En el salón de piedra de Plymouth, donde se pesa la ley del cuervo,
Un hombre se mantiene firme cuando once se doblan, sin moverse ante la sombra que llora.
No beberá el trago de duda que le presionan en la lengua;
Los tres pequeños fantasmas claman por sangre, y su corazón de martillo se retuerce.
Por el juramento de Thor, mantiene la línea: la madre debe responder por el hecho.
Ningún escaldo de piedad, ninguna súplica de seda hará retroceder el acero.
La nota del capataz vuela como una lanza: "¡Este no obedecerá!"
Lo convocan ante el trono, lo prueban en el día.
Mira al juez directamente a los ojos, no pronuncia ninguna runa torcida;
La ley es hierro, la ley es fuego, y la medianoche llega demasiado pronto.
Once lobos rodean el fuego, sus voces bajas y dulces;
Él planta sus pies como Yggdrasil y no cederá su asiento.
Escuchen ahora el metal de su alma, el trueno en su pecho:
"Los bebés yacen fríos bajo la tierra; no le concederé descanso.

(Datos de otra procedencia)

use std::sync::Arc;

use sayara_assistant::{GenerationClient, MarketAnalyst};
use sayara_core::config::{AppConfig, LoadOptions};
use sayara_core::domain::insight::{MarketInsightQuery, MarketInsightReport};
use sayara_core::errors::ApplicationError;
use serde::Serialize;

use crate::commands::CommandResult;
use crate::InsightsArgs;

#[derive(Debug, Serialize)]
struct InsightsOutput {
    command: &'static str,
    status: &'static str,
    query: MarketInsightQuery,
    report: MarketInsightReport,
}

pub fn run(args: InsightsArgs) -> CommandResult {
    let query = MarketInsightQuery {
        brand: args.brand,
        model: args.model,
        trim: args.trim,
        location: args.location,
    };

    let config = match AppConfig::load(LoadOptions::default()) {
        Ok(config) => config,
        Err(error) => {
            return CommandResult::failure("insights", "config_validation", error.to_string(), 2);
        }
    };

    let report = match block_on_lookup(&config, &query) {
        Ok(report) => report,
        Err(result) => return result,
    };

    let output = InsightsOutput { command: "insights", status: "ok", query, report };

    match serde_json::to_string_pretty(&output) {
        Ok(rendered) => CommandResult { exit_code: 0, output: rendered },
        Err(error) => CommandResult::failure("insights", "serialization", error.to_string(), 1),
    }
}

fn block_on_lookup(
    config: &AppConfig,
    query: &MarketInsightQuery,
) -> Result<MarketInsightReport, CommandResult> {
    let runtime = tokio::runtime::Builder::new_current_thread()
        .enable_all()
        .build()
        .map_err(|error| {
            CommandResult::failure(
                "insights",
                "runtime",
                format!("failed to initialize async runtime: {error}"),
                1,
            )
        })?;

    runtime.block_on(async {
        let generator = GenerationClient::from_config(&config.llm)
            .map_err(|error| failure_for(ApplicationError::from(error)))?;
        let analyst = MarketAnalyst::new(Arc::new(generator)).map_err(failure_for)?;
        analyst.lookup(query).await.map_err(failure_for)
    })
}

fn failure_for(error: ApplicationError) -> CommandResult {
    match &error {
        ApplicationError::Domain(_) => {
            CommandResult::failure("insights", "input_validation", error.to_string(), 2)
        }
        ApplicationError::Generation(_) => {
            CommandResult::failure("insights", "generation_unavailable", error.to_string(), 3)
        }
        ApplicationError::Configuration(_) => {
            CommandResult::failure("insights", "config_validation", error.to_string(), 2)
        }
    }
}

La duda razonable no es un manto para ocultar la mancha de una masacre;
Vi la cuerda, escuché la caída, no volveré a mirar.
Llévenla ante la justicia, que el hacha caiga limpia sobre el crimen;
Me mantengo solo, me mantengo por ellos, hasta el fin de los tiempos."
Que los escaldos de años futuros recuerden a este único guerrero,
Que no vendió la muerte de tres niños por la ganancia más barata de la misericordia.
Cuando suenen los cuernos en el oscuro salón del hidromiel y las batallas se desvanezcan en mito,
Cantarán de aquel que sostuvo el escudo cuando todos los demás se fueron.
¡Salve al disidente, salve al hombre que no rompió su palabra;
Los dioses aún observan la sala del jurado, y han visto, y han oído.